[[ Source material open ]]
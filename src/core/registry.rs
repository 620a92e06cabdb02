//! # Session registry.
//!
//! Process-wide map from session identifier to [`SessionState`], lazily
//! created on first reference. The registry is an explicit, injectable object
//! owned by the engine — never a hidden singleton — so the engine stays
//! testable in isolation.
//!
//! Entries live for the process lifetime; [`SessionRegistry::release_idle`]
//! tears one down when the last observer detaches and the session is idle
//! (the persisted configuration is the durable record, not this map).

use std::collections::HashMap;
use std::sync::{Arc, RwLock};

use super::state::{SessionState, StatusSnapshot};

/// Lazy map of per-session run state.
#[derive(Default)]
pub struct SessionRegistry {
    sessions: RwLock<HashMap<Arc<str>, Arc<SessionState>>>,
}

impl SessionRegistry {
    pub fn new() -> Arc<Self> {
        Arc::new(Self::default())
    }

    /// Returns the state for `session`, creating it on first reference.
    pub fn state(&self, session: &str) -> Arc<SessionState> {
        if let Some(state) = self.get(session) {
            return state;
        }
        let mut sessions = self.sessions.write().expect("registry lock poisoned");
        // Double-checked: another caller may have created it meanwhile.
        if let Some(state) = sessions.get(session) {
            return Arc::clone(state);
        }
        let id: Arc<str> = Arc::from(session);
        let state = SessionState::new(Arc::clone(&id));
        sessions.insert(id, Arc::clone(&state));
        state
    }

    /// Returns the state for `session` without creating it.
    pub fn get(&self, session: &str) -> Option<Arc<SessionState>> {
        self.sessions
            .read()
            .expect("registry lock poisoned")
            .get(session)
            .cloned()
    }

    /// Aggregate status for one session; unknown sessions read as idle.
    pub fn snapshot(&self, session: &str) -> StatusSnapshot {
        self.get(session)
            .map(|s| s.snapshot())
            .unwrap_or_default()
    }

    /// Aggregate status for every known session.
    pub fn snapshots(&self) -> HashMap<String, StatusSnapshot> {
        self.sessions
            .read()
            .expect("registry lock poisoned")
            .iter()
            .map(|(id, state)| (id.to_string(), state.snapshot()))
            .collect()
    }

    /// Removes `session` if it exists and is idle. Returns whether it was
    /// removed.
    pub fn release_idle(&self, session: &str) -> bool {
        let mut sessions = self.sessions.write().expect("registry lock poisoned");
        match sessions.get(session) {
            Some(state) if !state.is_active() => {
                sessions.remove(session);
                true
            }
            _ => false,
        }
    }

    /// Number of known sessions.
    pub fn len(&self) -> usize {
        self.sessions.read().expect("registry lock poisoned").len()
    }

    pub fn is_empty(&self) -> bool {
        self.len() == 0
    }
}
[[ Source material closed ]]
* Task description *
In the records above, how many lines include "HashMap"? Give that number and nothing more.

* Your response *
3